Under my radar, downstairs, Uzi has been busy mixing and matching different colored capsules with various styles of bottles with our 2008 label slapped on to get a visual of what we want to end up with.

During his mix and match process, Uzi put a filled bottle with our 2008 Stomping Girl label, a red capsule and a Stomping Girl branded cork in it on our kitchen counter for me to see.  In an ironic twist of fate, later that same day a sommelier/wine director from a very well-known restaurant coincidentally paid me a surprise visit on an unrelated matter (we were working together on a project for our kids’ school.) He knows we make wine and spontaneously asked if he could try it.  I obliged, of course, after all there was the bottle of it right there in front of us on the counter. Had I followed rule #1 of pouring your wine to trade, I would have tasted it, and I would have known that it was not the 2008 Stomping Girl Lone Oak Vineyard, Santa Lucia Highlands that was clearly indicated on the label and that I portrayed it to be.

The gentleman gave it a sniff and a whirl.  His feedback was brief as he was in a hurry. He observed cranberries on the nose and the palette and then had to run to an appointment. Cranberries???  I should have known something was up at that point.  Our Lone Oak definitely does not invoke cranberries.  It has a much darker red fruit component.

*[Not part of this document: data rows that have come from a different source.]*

use std::path::{Path, PathBuf};
use std::process::ExitCode;

use clap::{Parser, Subcommand, ValueEnum};
use tracing::debug;

use psychro_toolbox::air::{self, HumidAirState, HumidityRatioEstimator};
use psychro_toolbox::app::{self, AppError};
use psychro_toolbox::config::{self, Config, DefaultUnits};
use psychro_toolbox::conversion;
use psychro_toolbox::i18n::{self, keys, Translator};
use psychro_toolbox::logging;
use psychro_toolbox::ui_cli;
use psychro_toolbox::units::{to_fahrenheit, TemperatureUnit};

#[derive(Parser, Debug)]
#[command(author, version, about = "Psychrometric toolbox (wet-bulb, moist air properties)")]
struct Cli {
    /// 설정 파일 경로
    #[arg(long, global = true, default_value = config::DEFAULT_CONFIG_FILE)]
    config: PathBuf,

    /// 언어 (ko, en, auto)
    #[arg(long, global = true, default_value = "auto")]
    lang: String,

    /// 로그 필터 (예: warn, debug, psychro_toolbox=trace). 설정 파일 값보다 우선한다.
    #[arg(long, global = true)]
    log_level: Option<String>,

    #[command(subcommand)]
    command: Option<Command>,
}

#[derive(Subcommand, Debug)]
enum Command {
    /// 건구온도와 상대습도로 습구온도를 반복 계산한다.
    WetBulb {
        #[command(flatten)]
        point: StatePointArgs,
        /// 습도비 추정식
        #[arg(long, value_enum)]
        estimator: Option<EstimatorArg>,
        /// 최대 반복 횟수
        #[arg(long)]
        max_iterations: Option<usize>,
    },
    /// 상태점의 모든 습공기 물성을 계산한다.
    State {
        #[command(flatten)]
        point: StatePointArgs,
    },
    /// 포화 수증기압과 비열을 계산한다.
    Saturation {
        /// 온도
        #[arg(long, allow_negative_numbers = true)]
        temperature: f64,
        /// 입력 온도 단위 (생략하면 설정의 표시 단위)
        #[arg(long, value_enum, ignore_case = true)]
        unit: Option<TemperatureUnitArg>,
    },
    /// 단위를 변환한다. 예: convert temperature 20 C F
    Convert {
        kind: String,
        #[arg(allow_negative_numbers = true)]
        value: f64,
        from: String,
        to: String,
    },
    /// 대화형 메뉴를 실행한다 (기본값).
    Menu,
}

#[derive(clap::Args, Debug)]
struct StatePointArgs {
    /// 건구온도
    #[arg(long, allow_negative_numbers = true)]
    dry_bulb: f64,
    /// 상대습도 (0~1 분율)
    #[arg(long)]
    rh: f64,
    /// 입력 온도 단위 (생략하면 설정의 표시 단위)
    #[arg(long, value_enum, ignore_case = true)]
    unit: Option<TemperatureUnitArg>,
}

#[derive(ValueEnum, Clone, Copy, Debug)]
enum TemperatureUnitArg {
    F,
    C,
    K,
    R,
}

impl From<TemperatureUnitArg> for TemperatureUnit {
    fn from(value: TemperatureUnitArg) -> Self {
        match value {
            TemperatureUnitArg::F => TemperatureUnit::Fahrenheit,
            TemperatureUnitArg::C => TemperatureUnit::Celsius,
            TemperatureUnitArg::K => TemperatureUnit::Kelvin,
            TemperatureUnitArg::R => TemperatureUnit::Rankine,
        }
    }
}

#[derive(ValueEnum, Clone, Copy, Debug)]
enum EstimatorArg {
    Variable,
    Constant,
}

impl From<EstimatorArg> for HumidityRatioEstimator {
    fn from(value: EstimatorArg) -> Self {
        match value {
            EstimatorArg::Variable => HumidityRatioEstimator::VariableCp,
            EstimatorArg::Constant => HumidityRatioEstimator::ConstantCp,
        }
    }
}

/// 프로그램의 엔트리 포인트. 설정을 로드한 뒤 하위 명령 또는 대화형 메뉴를 실행한다.
fn main() -> ExitCode {
    let cli = Cli::parse();

    let mut cfg = match config::load_or_default(&cli.config) {
        Ok(cfg) => cfg,
        Err(err) => {
            let tr = Translator::new(&i18n::resolve_language(&cli.lang, None));
            eprintln!("{}: {}", tr.t(keys::ERROR_PREFIX), AppError::from(err));
            return ExitCode::FAILURE;
        }
    };

    let level = cli.log_level.as_deref().unwrap_or(&cfg.logging.level);
    logging::init_logging(level);
    debug!(path = %cli.config.display(), "configuration loaded");

    let lang = i18n::resolve_language(&cli.lang, cfg.language.as_deref());
    let tr = Translator::new_with_pack(&lang, None);

    match dispatch(cli.command, &mut cfg, &tr, &cli.config) {
        Ok(()) => ExitCode::SUCCESS,
        Err(err) => {
            eprintln!("{}: {err}", tr.t(keys::ERROR_PREFIX));
            ExitCode::FAILURE
        }
    }
}

fn dispatch(
    command: Option<Command>,
    cfg: &mut Config,
    tr: &Translator,
    config_path: &Path,
) -> Result<(), AppError> {
    match command.unwrap_or(Command::Menu) {
        Command::WetBulb {
            point,
            estimator,
            max_iterations,
        } => {
            let mut options = cfg.solver.to_options();
            if let Some(estimator) = estimator {
                options = options.estimator(estimator.into());
            }
            if let Some(n) = max_iterations {
                options = options.max_iterations(n);
            }
            let units = display_units(cfg, point.unit);
            let t_db_f = to_fahrenheit(point.dry_bulb, units.temperature);
            let solution = air::solve_wet_bulb_with(t_db_f, point.rh, &options)?;
            ui_cli::print_wet_bulb(tr, &units, t_db_f, point.rh, &solution);
        }
        Command::State { point } => {
            let units = display_units(cfg, point.unit);
            let t_db_f = to_fahrenheit(point.dry_bulb, units.temperature);
            let state = HumidAirState::evaluate(t_db_f, point.rh, &cfg.solver.to_options())?;
            ui_cli::print_state(tr, &units, &state);
        }
        Command::Saturation { temperature, unit } => {
            let units = display_units(cfg, unit);
            let t_f = to_fahrenheit(temperature, units.temperature);
            ui_cli::print_saturation(tr, &units, t_f)?;
        }
        Command::Convert {
            kind,
            value,
            from,
            to,
        } => {
            let result = conversion::convert_named(&kind, value, &from, &to)?;
            println!("{result} {to}");
        }
        Command::Menu => app::run(cfg, tr, config_path)?,
    }
    Ok(())
}

/// 설정의 표시 단위에 명령행 온도 단위를 덮어쓴다.
fn display_units(cfg: &Config, unit: Option<TemperatureUnitArg>) -> DefaultUnits {
    let mut units = cfg.default_units.clone();
    if let Some(unit) = unit {
        let unit = TemperatureUnit::from(unit);
        units.temperature = unit;
        units.temperature_diff = unit.diff_unit();
    }
    units
}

That night I discovered the wine that had been on the counter, that I had poured for our new friend was not what I thought it was.  Aack!  I had been waiting weeks for the perfect opportunity to pour our wine for this man and I blew it!  How was I to know that a bottle labeled 2008 Stomping Girl Lone Oak Pinot Noir was in fact a bottle of our 2007 basement Pinot? Still a perfectly drinkable Pinot but not our Stomping Girl that retails for $38.